You need to know which data compliance regulations to follow if you want to avoid penalties and reputational damage. The data privacy laws that are already on the books form a blueprint that your company can use to inform your security policies.
1. General Data Protection Regulation (GDPR)
The GDPR is the European Union’s (EU) well-publicized answer to concerns over privacy. This law, which went into effect in 2018, gives consumers rights over their own personal data. While the GDPR only applies to companies that serve EU citizens, it’s a good idea to familiarize yourself with its regulations, even if your customers are based strictly in the United States. Because the GDPR is the most comprehensive regulation in the market, others will likely use it as a guide for their own data protection laws — which may apply to your company.

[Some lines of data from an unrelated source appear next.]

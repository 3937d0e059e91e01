// Timestamp formatting shared by tooltips and the mark text view
use chrono::{DateTime, Local, TimeZone, Utc};

const ISO_FORMAT: &str = "%Y-%m-%d %H:%M:%S";

/// Formats epoch milliseconds as `YYYY-MM-DD HH:MM:SS` in `tz`.
pub fn format_iso_in<Tz: TimeZone>(ts_ms: i64, tz: &Tz) -> String
where
    Tz::Offset: std::fmt::Display,
{
    match DateTime::<Utc>::from_timestamp_millis(ts_ms) {
        Some(utc) => utc.with_timezone(tz).format(ISO_FORMAT).to_string(),
        None => ts_ms.to_string(),
    }
}

pub fn format_iso_local(ts_ms: i64) -> String {
    format_iso_in(ts_ms, &Local)
}

#[cfg(test)]
mod tests {
    use super::*;
    use chrono::FixedOffset;

    #[test]
    fn test_format_iso_in_offset() {
        let tz = FixedOffset::east_opt(2 * 3600).unwrap();
        assert_eq!(format_iso_in(1_700_000_000_000, &tz), "2023-11-15 00:13:20");
        assert_eq!(format_iso_in(1_700_000_000_999, &Utc), "2023-11-14 22:13:20");
    }
}
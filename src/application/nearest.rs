// Nearest-point resolution - time bisection and a screen-space grid partition
use crate::domain::sample::{SampleField, SampleRecord};

/// Index of the sample closest in time to `ts`. The earlier neighbour only
/// wins when strictly closer; ties go to the later sample.
pub fn nearest_sample(samples: &[SampleRecord], ts: i64) -> Option<usize> {
    match samples.len() {
        0 => None,
        1 => Some(0),
        len => {
            let n = samples.partition_point(|s| s.ts < ts).clamp(1, len - 1);
            let before = ts.saturating_sub(samples[n - 1].ts);
            let after = samples[n].ts.saturating_sub(ts);
            Some(if before < after { n - 1 } else { n })
        }
    }
}

/// A rendered data point in chart-local screen coordinates.
#[derive(Debug, Clone, Copy, PartialEq)]
pub struct ScreenPoint {
    pub x: f64,
    pub y: f64,
    pub sample: usize,
    pub series: SampleField,
}

impl ScreenPoint {
    fn dist2(&self, x: f64, y: f64) -> f64 {
        let (dx, dy) = (self.x - x, self.y - y);
        dx * dx + dy * dy
    }
}

/// Uniform grid over the rendered points, roughly one point per cell.
#[derive(Debug, Clone)]
pub struct PointGrid {
    points: Vec<ScreenPoint>,
    cells: Vec<Vec<usize>>,
    cols: usize,
    rows: usize,
    origin: (f64, f64),
    cell: (f64, f64),
}

impl PointGrid {
    /// Builds the partition; points with non-finite coordinates (null
    /// values) are left out.
    pub fn build(points: impl IntoIterator<Item = ScreenPoint>) -> Self {
        let points: Vec<ScreenPoint> = points
            .into_iter()
            .filter(|p| p.x.is_finite() && p.y.is_finite())
            .collect();

        let (mut min_x, mut min_y) = (f64::INFINITY, f64::INFINITY);
        let (mut max_x, mut max_y) = (f64::NEG_INFINITY, f64::NEG_INFINITY);
        for p in &points {
            min_x = min_x.min(p.x);
            min_y = min_y.min(p.y);
            max_x = max_x.max(p.x);
            max_y = max_y.max(p.y);
        }
        if points.is_empty() {
            (min_x, min_y, max_x, max_y) = (0.0, 0.0, 0.0, 0.0);
        }

        let side = ((points.len() as f64).sqrt().ceil() as usize).max(1);
        let span = |lo: f64, hi: f64| if hi > lo { (hi - lo) / side as f64 } else { 1.0 };

        let mut grid = Self {
            points: Vec::new(),
            cells: vec![Vec::new(); side * side],
            cols: side,
            rows: side,
            origin: (min_x, min_y),
            cell: (span(min_x, max_x), span(min_y, max_y)),
        };
        for (i, p) in points.iter().enumerate() {
            let (cx, cy) = grid.cell_of(p.x, p.y);
            grid.cells[cy * grid.cols + cx].push(i);
        }
        grid.points = points;
        grid
    }

    pub fn len(&self) -> usize {
        self.points.len()
    }

    pub fn is_empty(&self) -> bool {
        self.points.is_empty()
    }

    pub fn point(&self, index: usize) -> Option<&ScreenPoint> {
        self.points.get(index)
    }

    fn cell_of(&self, x: f64, y: f64) -> (usize, usize) {
        let clamp = |v: f64, origin: f64, size: f64, n: usize| {
            let c = ((v - origin) / size).floor();
            if c <= 0.0 { 0 } else { (c as usize).min(n - 1) }
        };
        (
            clamp(x, self.origin.0, self.cell.0, self.cols),
            clamp(y, self.origin.1, self.cell.1, self.rows),
        )
    }

    /// Squared distance from (x, y) to the nearest edge of the block of
    /// cells within `ring` of (cx, cy); zero if the query lies outside it.
    fn ring_bound2(&self, x: f64, y: f64, (cx, cy): (usize, usize), ring: usize) -> f64 {
        let left = self.origin.0 + (cx as f64 - ring as f64) * self.cell.0;
        let right = self.origin.0 + (cx + ring + 1) as f64 * self.cell.0;
        let top = self.origin.1 + (cy as f64 - ring as f64) * self.cell.1;
        let bottom = self.origin.1 + (cy + ring + 1) as f64 * self.cell.1;
        let d = (x - left).min(right - x).min(y - top).min(bottom - y);
        if d > 0.0 { d * d } else { 0.0 }
    }

    /// Index of the point nearest to (x, y). `hint` (usually the previous
    /// answer) only seeds the search bound; any hint, stale or out of
    /// range, gives the same distance as a cold query.
    pub fn find(&self, x: f64, y: f64, hint: Option<usize>) -> Option<usize> {
        if self.points.is_empty() || !x.is_finite() || !y.is_finite() {
            return None;
        }
        let mut best = hint
            .filter(|i| *i < self.points.len())
            .map(|i| (i, self.points[i].dist2(x, y)));

        let center = self.cell_of(x, y);
        let max_ring = self.cols.max(self.rows);
        for ring in 0..=max_ring {
            self.scan_ring(x, y, center, ring, &mut best);
            if let Some((_, d2)) = best {
                if self.ring_bound2(x, y, center, ring) >= d2 {
                    break;
                }
            }
        }
        best.map(|(i, _)| i)
    }

    fn scan_ring(&self, x: f64, y: f64, (cx, cy): (usize, usize), ring: usize, best: &mut Option<(usize, f64)>) {
        let (cx, cy, r) = (cx as isize, cy as isize, ring as isize);
        for gy in (cy - r)..=(cy + r) {
            if gy < 0 || gy >= self.rows as isize {
                continue;
            }
            for gx in (cx - r)..=(cx + r) {
                let on_ring = gy == cy - r || gy == cy + r || gx == cx - r || gx == cx + r;
                if !on_ring || gx < 0 || gx >= self.cols as isize {
                    continue;
                }
                for &i in &self.cells[gy as usize * self.cols + gx as usize] {
                    let d2 = self.points[i].dist2(x, y);
                    if best.is_none_or(|(_, b)| d2 < b) {
                        *best = Some((i, d2));
                    }
                }
            }
        }
    }
}

/// Match for one cursor position.
#[derive(Debug, Clone, Copy, PartialEq)]
pub struct NearestMatch {
    pub sample: usize,
    pub series: Option<SampleField>,
}

/// Per-render resolver: owns the grid and the last-found point.
#[derive(Debug, Clone)]
pub struct NearestResolver {
    grid: PointGrid,
    last: Option<usize>,
}

impl NearestResolver {
    pub fn new(points: impl IntoIterator<Item = ScreenPoint>) -> Self {
        let grid = PointGrid::build(points);
        tracing::debug!("Built nearest-point grid over {} points", grid.len());
        Self { grid, last: None }
    }

    pub fn grid(&self) -> &PointGrid {
        &self.grid
    }

    /// Nearest series at (x, y), reusing the previous answer as a hint.
    pub fn nearest_series(&mut self, x: f64, y: f64) -> Option<SampleField> {
        let found = self.grid.find(x, y, self.last)?;
        self.last = Some(found);
        self.grid.point(found).map(|p| p.series)
    }

    /// Resolves the time-nearest sample for `ts` and the space-nearest
    /// series for (x, y).
    pub fn resolve(&mut self, samples: &[SampleRecord], ts: i64, x: f64, y: f64) -> Option<NearestMatch> {
        let sample = nearest_sample(samples, ts)?;
        Some(NearestMatch {
            sample,
            series: self.nearest_series(x, y),
        })
    }
}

The GDPR protects personally identifiable information of customers and employees. That is a broad category that can include anything that might identify a person, like:
- Biometric data like fingerprints and facial recognition
- Identification numbers like passport numbers, tax identifiers, and national identification numbers
- IP addresses
- Telephone numbers
Punishment for noncompliance with the GDPR is a tiered system of fines. Severe or flagrant violations can lead to fines of up to 4% of the company’s global annual turnover or 20 million Euros — and you’ll have to pay the greater amount.
Several big-name companies have already faced fines for noncompliance with the GDPR. Google was one of the first to be hit with fines — $56.6 million in 2019. In 2021, Meta was fined $255 million for infractions by WhatsApp. That same year, Amazon was fined a whopping $847 million — the largest penalty so far.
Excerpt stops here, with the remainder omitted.